Your instructions:
Your task is to transcribe the data in full.
────────────────────
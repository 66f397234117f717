//! `EngineConfig`: the knobs this spec actually names, layered the way the
//! teacher's `EnterpriseConfig` groups sub-configs — trimmed to interpreter
//! limits, sandbox limits, and broadcaster buffer sizes rather than the
//! teacher's Fortune-5 observability/security/scalability surface.

use crate::interpreter::InterpreterConfig;
use crate::sandbox::{MAX_TIMEOUT_MS, MIN_TIMEOUT_MS};

/// Sandbox-specific limits, kept separate from `InterpreterConfig` because
/// they bound a single `code` block's execution, not the run as a whole.
#[derive(Debug, Clone, Copy)]
pub struct SandboxConfig {
    pub min_timeout_ms: u64,
    pub max_timeout_ms: u64,
    pub default_timeout_ms: u64,
    pub console_max_entries: usize,
    pub console_max_bytes: usize,
}

impl Default for SandboxConfig {
    fn default() -> Self {
        Self {
            min_timeout_ms: MIN_TIMEOUT_MS,
            max_timeout_ms: MAX_TIMEOUT_MS,
            default_timeout_ms: 10_000,
            console_max_entries: crate::sandbox::console::MAX_ENTRIES,
            console_max_bytes: crate::sandbox::console::MAX_TOTAL_BYTES,
        }
    }
}

/// How many events a single subscriber channel buffers before the
/// broadcaster drops it rather than block the orchestrator (spec §4.11).
#[derive(Debug, Clone, Copy)]
pub struct BroadcasterConfig {
    pub subscriber_buffer: usize,
}

impl Default for BroadcasterConfig {
    fn default() -> Self {
        Self { subscriber_buffer: 256 }
    }
}

/// Top-level engine configuration, constructible from defaults and
/// overridable programmatically by the embedding application.
#[derive(Debug, Clone, Default)]
pub struct EngineConfig {
    pub interpreter: InterpreterConfig,
    pub sandbox: SandboxConfig,
    pub broadcaster: BroadcasterConfig,
}

#[cfg(test)]
mod tests {
    use super::*;

    #[test]
    fn defaults_match_spec_bounds() {
        let cfg = EngineConfig::default();
        assert_eq!(cfg.interpreter.max_steps, 10_000);
        assert_eq!(cfg.interpreter.max_duration_ms, 300_000);
        assert_eq!(cfg.sandbox.min_timeout_ms, 10);
        assert_eq!(cfg.sandbox.max_timeout_ms, 30_000);
    }
}
//! Block Registry: maps a block type tag to a handler; dispatch table, not
//! duck-typed discovery. Missing entries are a hard configuration error.

use async_trait::async_trait;
use serde_json::{Map, Value};
use std::collections::HashMap;
use std::sync::Arc;

use crate::context::WorkflowContext;
use crate::error::WorkflowResult;
use crate::model::Block;

/// The deltas a handler reports. An empty `BlockResult` means no effect.
#[derive(Debug, Clone, Default)]
pub struct BlockResult {
    pub state_delta: Map<String, Value>,
    pub cache_delta: Map<String, Value>,
    pub artifacts_delta: Vec<Value>,
    pub event_delta: Map<String, Value>,
}

impl BlockResult {
    pub fn with_state(mut self, key: impl Into<String>, value: Value) -> Self {
        self.state_delta.insert(key.into(), value);
        self
    }
}

/// A block handler: consumes `(block, context)`, returns deltas. May
/// suspend on I/O; must resolve before the interpreter advances.
#[async_trait]
pub trait BlockHandler: Send + Sync {
    async fn execute(&self, block: &Block, ctx: &mut WorkflowContext) -> WorkflowResult<BlockResult>;
}

#[async_trait]
impl<F, Fut> BlockHandler for F
where
    F: Fn(&Block, &mut WorkflowContext) -> Fut + Send + Sync,
    Fut: std::future::Future<Output = WorkflowResult<BlockResult>> + Send,
{
    async fn execute(&self, block: &Block, ctx: &mut WorkflowContext) -> WorkflowResult<BlockResult> {
        (self)(block, ctx).await
    }
}

/// Dispatch table from block-type tag to handler. Registration is explicit;
/// there is no fallback discovery mechanism.
#[derive(Clone, Default)]
pub struct BlockRegistry {
    handlers: HashMap<String, Arc<dyn BlockHandler>>,
}

impl BlockRegistry {
    pub fn new() -> Self {
        Self::default()
    }

    pub fn register(&mut self, block_type: impl Into<String>, handler: Arc<dyn BlockHandler>) {
        self.handlers.insert(block_type.into(), handler);
    }

    pub fn get(&self, block_type: &str) -> Option<Arc<dyn BlockHandler>> {
        self.handlers.get(block_type).cloned()
    }
}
────────────────────
Result of this exercise:
repository 66f397234117f717
//! `EngineConfig`: the knobs this spec actually names, layered the way the
//! teacher's `EnterpriseConfig` groups sub-configs — trimmed to interpreter
//! limits, sandbox limits, and broadcaster buffer sizes rather than the
//! teacher's Fortune-5 observability/security/scalability surface.

use crate::interpreter::InterpreterConfig;
use crate::sandbox::{MAX_TIMEOUT_MS, MIN_TIMEOUT_MS};

/// Sandbox-specific limits, kept separate from `InterpreterConfig` because
/// they bound a single `code` block's execution, not the run as a whole.
#[derive(Debug, Clone, Copy)]
pub struct SandboxConfig {
    pub min_timeout_ms: u64,
    pub max_timeout_ms: u64,
    pub default_timeout_ms: u64,
    pub console_max_entries: usize,
    pub console_max_bytes: usize,
}

impl Default for SandboxConfig {
    fn default() -> Self {
        Self {
            min_timeout_ms: MIN_TIMEOUT_MS,
            max_timeout_ms: MAX_TIMEOUT_MS,
            default_timeout_ms: 10_000,
            console_max_entries: crate::sandbox::console::MAX_ENTRIES,
            console_max_bytes: crate::sandbox::console::MAX_TOTAL_BYTES,
        }
    }
}

/// How many events a single subscriber channel buffers before the
/// broadcaster drops it rather than block the orchestrator (spec §4.11).
#[derive(Debug, Clone, Copy)]
pub struct BroadcasterConfig {
    pub subscriber_buffer: usize,
}

impl Default for BroadcasterConfig {
    fn default() -> Self {
        Self { subscriber_buffer: 256 }
    }
}

/// Top-level engine configuration, constructible from defaults and
/// overridable programmatically by the embedding application.
#[derive(Debug, Clone, Default)]
pub struct EngineConfig {
    pub interpreter: InterpreterConfig,
    pub sandbox: SandboxConfig,
    pub broadcaster: BroadcasterConfig,
}

#[cfg(test)]
mod tests {
    use super::*;

    #[test]
    fn defaults_match_spec_bounds() {
        let cfg = EngineConfig::default();
        assert_eq!(cfg.interpreter.max_steps, 10_000);
        assert_eq!(cfg.interpreter.max_duration_ms, 300_000);
        assert_eq!(cfg.sandbox.min_timeout_ms, 10);
        assert_eq!(cfg.sandbox.max_timeout_ms, 30_000);
    }
}
//! Block Registry: maps a block type tag to a handler; dispatch table, not
//! duck-typed discovery. Missing entries are a hard configuration error.

use async_trait::async_trait;
use serde_json::{Map, Value};
use std::collections::HashMap;
use std::sync::Arc;

use crate::context::WorkflowContext;
use crate::error::WorkflowResult;
use crate::model::Block;

/// The deltas a handler reports. An empty `BlockResult` means no effect.
#[derive(Debug, Clone, Default)]
pub struct BlockResult {
    pub state_delta: Map<String, Value>,
    pub cache_delta: Map<String, Value>,
    pub artifacts_delta: Vec<Value>,
    pub event_delta: Map<String, Value>,
}

impl BlockResult {
    pub fn with_state(mut self, key: impl Into<String>, value: Value) -> Self {
        self.state_delta.insert(key.into(), value);
        self
    }
}

/// A block handler: consumes `(block, context)`, returns deltas. May
/// suspend on I/O; must resolve before the interpreter advances.
#[async_trait]
pub trait BlockHandler: Send + Sync {
    async fn execute(&self, block: &Block, ctx: &mut WorkflowContext) -> WorkflowResult<BlockResult>;
}

#[async_trait]
impl<F, Fut> BlockHandler for F
where
    F: Fn(&Block, &mut WorkflowContext) -> Fut + Send + Sync,
    Fut: std::future::Future<Output = WorkflowResult<BlockResult>> + Send,
{
    async fn execute(&self, block: &Block, ctx: &mut WorkflowContext) -> WorkflowResult<BlockResult> {
        (self)(block, ctx).await
    }
}

/// Dispatch table from block-type tag to handler. Registration is explicit;
/// there is no fallback discovery mechanism.
#[derive(Clone, Default)]
pub struct BlockRegistry {
    handlers: HashMap<String, Arc<dyn BlockHandler>>,
}

impl BlockRegistry {
    pub fn new() -> Self {
        Self::default()
    }

    pub fn register(&mut self, block_type: impl Into<String>, handler: Arc<dyn BlockHandler>) {
        self.handlers.insert(block_type.into(), handler);
    }

    pub fn get(&self, block_type: &str) -> Option<Arc<dyn BlockHandler>> {
        self.handlers.get(block_type).cloned()
    }
}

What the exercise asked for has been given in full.